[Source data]
....
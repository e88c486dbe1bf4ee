mod ui;

use std::{
    error::Error,
    fs::{self, OpenOptions},
    io::{self, stdin},
};

use clap::{error::ErrorKind, ArgGroup, CommandFactory, Parser};
use cli_racer::{
    app_dirs::AppDirs,
    config::{Config, ConfigStore, FileConfigStore},
    game::{Command, Game},
    input::{map_key, KeyAction},
    language::{Corpus, FixedProvider, RandomProvider, WordProvider},
    menu::{Menu, MenuOutcome},
    runtime::{CrosstermEventSource, FixedTicker, RacerEvent, Runner},
    session::{Difficulty, Mode, Phase, SessionConfig},
};
use crossterm::{
    event::{KeyCode, KeyEvent, KeyModifiers},
    execute,
    terminal::{disable_raw_mode, enable_raw_mode, EnterAlternateScreen, LeaveAlternateScreen},
    tty::IsTty,
};
use ratatui::{
    backend::{Backend, CrosstermBackend},
    Frame, Terminal,
};

/// terminal typing-speed trainer
#[derive(Parser, Debug, Clone)]
#[clap(
    version,
    about,
    long_about = "Type a stream of words against the clock and see your words-per-minute and accuracy. Run without a mode flag to pick one from the menu."
)]
#[clap(group(ArgGroup::new("mode").required(false).args(["words", "time", "endless"])))]
pub struct Cli {
    /// word mode: number of words to type (1 to 10000)
    #[clap(short = 'w', long, value_parser = clap::value_parser!(u64).range(1..=10000))]
    words: Option<u64>,

    /// time mode: number of seconds to type for
    #[clap(short = 't', long, value_parser = clap::value_parser!(u64).range(1..))]
    time: Option<u64>,

    /// vibe mode: type endlessly until ENTER
    #[clap(short = 'e', long)]
    endless: bool,

    /// word difficulty
    #[clap(short = 'd', long, value_enum)]
    difficulty: Option<Difficulty>,

    /// custom words to type instead of the built-in list
    #[clap(short = 'p', long)]
    prompt: Option<String>,

    /// seed for reproducible word selection
    #[clap(long)]
    seed: Option<u64>,

    /// open the mode menu even when a mode flag is given
    #[clap(long)]
    menu: bool,
}

impl Cli {
    fn difficulty(&self, config: &Config) -> Difficulty {
        self.difficulty.unwrap_or(config.difficulty)
    }

    /// The session requested on the command line, if any.
    fn session_config(&self, config: &Config) -> Option<SessionConfig> {
        let mode = if let Some(words) = self.words {
            Mode::Words(words as usize)
        } else if let Some(secs) = self.time {
            Mode::Time(secs)
        } else if self.endless {
            Mode::Endless
        } else {
            return None;
        };
        Some(SessionConfig::new(mode, self.difficulty(config)))
    }
}

#[derive(Debug, Clone, Copy, PartialEq)]
pub enum AppState {
    Menu,
    Game,
}

/// What the event loop should do after a key press.
#[derive(Debug, PartialEq)]
enum Flow {
    Continue,
    /// A fresh session was created; restart the tick cadence.
    NewSession,
    Quit,
}

pub struct App {
    pub state: AppState,
    pub menu: Menu,
    pub game: Option<Game>,
    config: Config,
    store: FileConfigStore,
    corpus: Corpus,
    prompt: Option<String>,
    seed: Option<u64>,
}

impl App {
    fn new(cli: &Cli, store: FileConfigStore, corpus: Corpus) -> Self {
        let config = store.load();
        let mut app = Self {
            state: AppState::Menu,
            menu: Menu::from_config(&config, cli.difficulty(&config)),
            game: None,
            config,
            store,
            corpus,
            prompt: cli.prompt.clone(),
            seed: cli.seed,
        };
        if !cli.menu {
            if let Some(session) = cli.session_config(&app.config) {
                app.start_game(session);
            }
        }
        app
    }

    fn provider(&self) -> Box<dyn WordProvider> {
        match (&self.prompt, self.seed) {
            (Some(prompt), _) => Box::new(FixedProvider::from_prompt(prompt)),
            (None, Some(seed)) => Box::new(RandomProvider::seeded(&self.corpus, seed)),
            (None, None) => Box::new(RandomProvider::new(&self.corpus)),
        }
    }

    fn start_game(&mut self, session: SessionConfig) {
        log::debug!("entering game: {session:?}");
        self.game = Some(Game::new(session, self.provider()));
        self.state = AppState::Game;
    }

    fn choose(&mut self, session: SessionConfig) {
        self.config.remember(&session);
        self.menu.remember(&session);
        if let Err(err) = self.store.save(&self.config) {
            log::warn!("could not save config to {}: {err}", self.store.path().display());
        }
        self.start_game(session);
    }

    fn back_to_menu(&mut self) {
        self.game = None;
        self.menu.reset();
        self.state = AppState::Menu;
    }

    /// Once per second: auto-start a waiting session, drive the countdown.
    fn on_tick(&mut self) {
        if let Some(game) = self.game.as_mut() {
            match game.phase() {
                Phase::NotStarted => game.apply(Command::Start),
                Phase::Playing => game.apply(Command::Tick),
                Phase::Finished => {}
            }
        }
    }

    fn on_key(&mut self, key: KeyEvent) -> Flow {
        if key.modifiers.contains(KeyModifiers::CONTROL) && key.code == KeyCode::Char('c') {
            return Flow::Quit;
        }
        match self.state {
            AppState::Menu => match self.menu.on_key(key) {
                MenuOutcome::Pending => Flow::Continue,
                MenuOutcome::Quit => Flow::Quit,
                MenuOutcome::Selected(session) => {
                    self.choose(session);
                    Flow::NewSession
                }
            },
            AppState::Game => {
                let action = match self.game.as_ref() {
                    Some(game) => map_key(key, game.phase(), game.config().mode),
                    None => KeyAction::Exit,
                };
                match action {
                    KeyAction::Game(command) => {
                        let restarting = command == Command::Restart;
                        if let Some(game) = self.game.as_mut() {
                            game.apply(command);
                        }
                        if restarting {
                            Flow::NewSession
                        } else {
                            Flow::Continue
                        }
                    }
                    KeyAction::Exit => {
                        self.back_to_menu();
                        Flow::Continue
                    }
                    KeyAction::Quit => Flow::Quit,
                    KeyAction::Ignore => Flow::Continue,
                }
            }
        }
    }
}

fn init_logging() {
    let Some(path) = AppDirs::log_path() else {
        return;
    };
    if let Some(parent) = path.parent() {
        if fs::create_dir_all(parent).is_err() {
            return;
        }
    }
    let Ok(file) = OpenOptions::new().create(true).append(true).open(&path) else {
        return;
    };
    // stdout and stderr belong to the terminal UI
    env_logger::Builder::from_env(env_logger::Env::new().filter_or("RACER_LOG", "warn"))
        .target(env_logger::Target::Pipe(Box::new(file)))
        .init();
}

fn main() -> Result<(), Box<dyn Error>> {
    let cli = Cli::parse();

    if !stdin().is_tty() {
        let mut cmd = Cli::command();
        cmd.error(ErrorKind::Io, "stdin must be a tty").exit();
    }
    if cli
        .prompt
        .as_deref()
        .is_some_and(|p| p.split_whitespace().next().is_none())
    {
        let mut cmd = Cli::command();
        cmd.error(ErrorKind::InvalidValue, "prompt must contain at least one word")
            .exit();
    }

    init_logging();
    let corpus = Corpus::embedded()?;
    let mut app = App::new(&cli, FileConfigStore::new(), corpus);

    enable_raw_mode()?;
    let mut stdout = io::stdout();
    execute!(stdout, EnterAlternateScreen)?;
    let backend = CrosstermBackend::new(stdout);
    let mut terminal = Terminal::new(backend)?;

    let res = start_tui(&mut terminal, &mut app);

    disable_raw_mode()?;
    execute!(terminal.backend_mut(), LeaveAlternateScreen)?;
    terminal.show_cursor()?;

    res
}

fn start_tui<B: Backend>(terminal: &mut Terminal<B>, app: &mut App) -> Result<(), Box<dyn Error>> {
    let runner = Runner::new(CrosstermEventSource::new(), FixedTicker::default());

    loop {
        terminal.draw(|f| ui(app, f))?;

        match runner.step() {
            RacerEvent::Tick => app.on_tick(),
            RacerEvent::Resize => {}
            RacerEvent::Key(key) => match app.on_key(key) {
                Flow::Continue => {}
                Flow::NewSession => runner.reset_ticks(),
                Flow::Quit => break,
            },
        }
    }

    Ok(())
}

fn ui(app: &App, f: &mut Frame) {
    ui::screen::current_screen(&app.state).render(app, f);
}

#[cfg(test)]
mod tests {
    use super::*;
    use clap::Parser;
    use tempfile::tempdir;

    fn corpus() -> Corpus {
        Corpus::embedded().unwrap()
    }

    fn app_with(args: &[&str]) -> (App, tempfile::TempDir) {
        let dir = tempdir().unwrap();
        let store = FileConfigStore::with_path(dir.path().join("config.json"));
        let cli = Cli::parse_from(args);
        (App::new(&cli, store, corpus()), dir)
    }

    fn press(app: &mut App, code: KeyCode) -> Flow {
        app.on_key(KeyEvent::new(code, KeyModifiers::NONE))
    }

    #[test]
    fn test_cli_default_values() {
        let cli = Cli::parse_from(["cli-racer"]);

        assert_eq!(cli.words, None);
        assert_eq!(cli.time, None);
        assert!(!cli.endless);
        assert_eq!(cli.prompt, None);
        assert!(cli.session_config(&Config::default()).is_none());
    }

    #[test]
    fn test_cli_words() {
        let cli = Cli::parse_from(["cli-racer", "-w", "25"]);
        assert_eq!(
            cli.session_config(&Config::default()).map(|s| s.mode),
            Some(Mode::Words(25))
        );

        let cli = Cli::parse_from(["cli-racer", "--words", "50"]);
        assert_eq!(cli.words, Some(50));
    }

    #[test]
    fn test_cli_words_out_of_range() {
        assert!(Cli::try_parse_from(["cli-racer", "-w", "0"]).is_err());
        assert!(Cli::try_parse_from(["cli-racer", "-w", "10001"]).is_err());
    }

    #[test]
    fn test_cli_time_and_difficulty() {
        let cli = Cli::parse_from(["cli-racer", "-t", "60", "-d", "programming"]);
        assert_eq!(
            cli.session_config(&Config::default()),
            Some(SessionConfig::new(Mode::Time(60), Difficulty::Programming))
        );
    }

    #[test]
    fn test_cli_modes_conflict() {
        assert!(Cli::try_parse_from(["cli-racer", "-w", "10", "-t", "10"]).is_err());
        assert!(Cli::try_parse_from(["cli-racer", "-e", "-t", "10"]).is_err());
    }

    #[test]
    fn test_cli_endless() {
        let cli = Cli::parse_from(["cli-racer", "--endless"]);
        assert_eq!(
            cli.session_config(&Config::default()).map(|s| s.mode),
            Some(Mode::Endless)
        );
    }

    #[test]
    fn test_app_without_mode_opens_menu() {
        let (app, _dir) = app_with(&["cli-racer"]);
        assert_eq!(app.state, AppState::Menu);
        assert!(app.game.is_none());
    }

    #[test]
    fn test_menu_flag_wins_over_mode() {
        let (app, _dir) = app_with(&["cli-racer", "-w", "10", "--menu"]);
        assert_eq!(app.state, AppState::Menu);
    }

    #[test]
    fn test_prompt_session_plays_through() {
        let (mut app, _dir) = app_with(&["cli-racer", "-w", "1", "-p", "cat"]);
        assert_eq!(app.state, AppState::Game);

        // keys before the first tick are ignored
        assert_eq!(press(&mut app, KeyCode::Char('c')), Flow::Continue);
        app.on_tick();
        for c in "cat ".chars() {
            press(&mut app, KeyCode::Char(c));
        }

        let session = app.game.as_ref().unwrap().session();
        assert!(session.is_finished);
        assert_eq!(session.stats.correct_words, 1);

        assert_eq!(press(&mut app, KeyCode::Tab), Flow::NewSession);
        assert_eq!(app.game.as_ref().unwrap().phase(), Phase::NotStarted);
    }

    #[test]
    fn test_escape_returns_to_menu() {
        let (mut app, _dir) = app_with(&["cli-racer", "-e"]);
        press(&mut app, KeyCode::Esc);
        assert_eq!(app.state, AppState::Menu);
        assert!(app.game.is_none());
    }

    #[test]
    fn test_menu_selection_saves_config() {
        let (mut app, dir) = app_with(&["cli-racer"]);
        press(&mut app, KeyCode::Down);
        press(&mut app, KeyCode::Enter);
        assert_eq!(press(&mut app, KeyCode::Enter), Flow::NewSession);

        assert_eq!(app.state, AppState::Game);
        let saved = FileConfigStore::with_path(dir.path().join("config.json")).load();
        assert_eq!(saved.session_config().mode, Mode::Time(30));
    }

    #[test]
    fn test_saved_choice_is_preselected_next_run() {
        let dir = tempdir().unwrap();
        let path = dir.path().join("config.json");
        let mut config = Config::default();
        config.remember(&SessionConfig::new(Mode::Time(60), Difficulty::Hard));
        FileConfigStore::with_path(&path).save(&config).unwrap();

        let cli = Cli::parse_from(["cli-racer"]);
        let mut app = App::new(&cli, FileConfigStore::with_path(&path), corpus());
        assert_eq!(app.state, AppState::Menu);
        assert_eq!(app.menu.difficulty, Difficulty::Hard);

        press(&mut app, KeyCode::Enter);
        assert_eq!(press(&mut app, KeyCode::Enter), Flow::NewSession);
        assert_eq!(
            app.game.as_ref().unwrap().config(),
            &SessionConfig::new(Mode::Time(60), Difficulty::Hard)
        );
    }

    #[test]
    fn test_menu_reopens_on_last_choice() {
        let (mut app, _dir) = app_with(&["cli-racer"]);
        press(&mut app, KeyCode::Up);
        press(&mut app, KeyCode::Enter);
        press(&mut app, KeyCode::Esc);

        assert_eq!(app.state, AppState::Menu);
        assert_eq!(app.menu.selected, 2);
    }

    #[test]
    fn test_seeded_sessions_repeat() {
        let (a, _d1) = app_with(&["cli-racer", "-w", "10", "--seed", "9"]);
        let (b, _d2) = app_with(&["cli-racer", "-w", "10", "--seed", "9"]);
        let words = |app: &App| {
            app.game
                .as_ref()
                .unwrap()
                .session()
                .words
                .iter()
                .map(|w| w.text.clone())
                .collect::<Vec<_>>()
        };
        assert_eq!(words(&a), words(&b));
    }

    #[test]
    fn test_ctrl_c_quits() {
        let (mut app, _dir) = app_with(&["cli-racer"]);
        let ctrl_c = KeyEvent::new(KeyCode::Char('c'), KeyModifiers::CONTROL);
        assert_eq!(app.on_key(ctrl_c), Flow::Quit);
    }
}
....
What this task involves: Among the entries above, which lines include "apply"? List them all.

Reply to the exercise:
                Phase::NotStarted => game.apply(Command::Start),
                Phase::Playing => game.apply(Command::Tick),
                            game.apply(command);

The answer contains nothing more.